Published September 1, 2000 - More info
(See article on pages R31–R38.)
Carney complex, a heritable cell-overgrowth syndrome that goes by several aliases, presents with benign pigmented growths in the skin and causes endocrine dysfunction and, most seriously, obstructive myxomas in the heart. Linkage analyses over the last 5 years have found evidence for at least two genes that can cause this syndrome. Now, Casey et al. have identified one of these genes, PRKAR1α, which encodes a regulatory subunit of protein kinase A, a ubiquitous intracellular signaling protein. Having determined that a subset of families with this condition shows linkage to 17q24, Casey and coworkers screened affected individuals for coding mutations in PRKAR1α, which maps to this locus. They report three distinct frameshift mutations, all of which are apparent null alleles. Although haploinsufficiency for this gene is clearly involved in Carney pathogenesis, the subsequent events are unclear, since the authors found no evidence that the remaining PRKAR1α allele is mutated or silenced in a cardiac myxoma from one of their probands. Casey et al. speculate that some second hit at an unlinked locus drove cell proliferation in this tissue. The identity of the other putative Carney complex gene and its relationship to PRKAR1α remain to be discovered.
(See article on pages 643–653.)
The central nervous system (CNS) is well known to be sensitive to the effects of oxygen deprivation, such as occurs during strokes. Still, the mechanisms by which the various CNS cell types die during ischemic episodes are far from clear. Ischemic conditions kill cells in the brain both directly, as a result of hypoxia and ATP depletion, and indirectly, through the release of toxic levels of neurotransmitters. In addition, both apoptotic and necrotic death pathways have been proposed. Shibata et al. have developed transgenic mouse lines in which to study the effects of cerebral ischemia on oligodendrocytes (OLGs), the myelinating cells of the CNS, which are particularly sensitive to damage during strokes. By driving expression of the broad-spectrum caspase inhibitor p35 specifically to OLGs, Shibata and colleagues prevent death of these cells under ischemic conditions, both in vitro and in vivo. In particular, the authors implicate caspase-11, acting upstream of caspase-3, in the death of these cells, and they show that OLGs in the brains of caspase-11–/– mice survive long periods of focal ischemia. For more on ischemic injury in the brain and elsewhere, see the Perspective series beginning in this issue of the JCI.

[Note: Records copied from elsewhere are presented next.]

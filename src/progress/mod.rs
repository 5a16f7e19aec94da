//! Ladder progression rules.

pub mod engine;

pub use engine::{
    apply_answer, determine_final_winner, determine_round_winner, reached_target,
    steps_for_answer, MatchOutcome,
};
//! Integrations with the hosting platform.
//!
//! Everything here is behind a trait so sessions run identically against
//! a live platform, a canned payload, or nothing at all.

pub mod branding;
pub mod callback;
pub mod source;

pub use branding::{displayable_ads, AdSlide, BrandingSource, NoBranding};
pub use callback::{notify_game_end, GameEndReport, NotifyError, NullNotifier, SessionNotifier, TeamScores};
pub use source::{
    fetch_with_fallback, FetchedQuestions, QuestionOrigin, QuestionSource, RetryPolicy,
    SourceError, StaticSource,
};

(See article on pages 663–670.)
The extracellular matrix in the skin is a surprisingly dynamic environment, easily altered by changes in the rate of biosynthesis or turnover of collagens and other component proteins. Fisher and colleagues previously showed that ultraviolet (UV) irradiation causes metalloproteinase activation and thus promotes the degradation of dermal collagens. Here, they show that even relatively low doses of UV irradiation, sufficient to cause some reddening of the skin, also cause a decrease in the rate of collagen synthesis in treated areas of the skin relative to adjacent untreated regions. This effect is seen within 8 hours of treatment and occurs at the level of transcription; processing of newly synthesized collagens appears to be unaffected. Cultured skin fibroblasts show a similar effect of UV treatment, allowing Fisher et al. to study regulation of this response by the transcription factor AP-1, which is known to bind the promoter region of procollagen gene COL1A2. The authors confirm that this transcription factor is required for UV-dependent silencing of the COL1A2 promoter, and they further show that pretreatment of the skin with retinoic acid, which prevents activation of AP-1, blocks the pathway and allows for continued synthesis of type I collagen after UV treatment. The UV-induced silencing of collagen gene expression and induction of MMP expression appear to be under control of identical or overlapping signaling pathways. Retinoic acid apparently blunts both effects, suggesting that this agent, which has been marketed for its ability to block photoaging of the skin, probably acts by both mechanisms to help maintain the quantity and structure of collagens in the skin.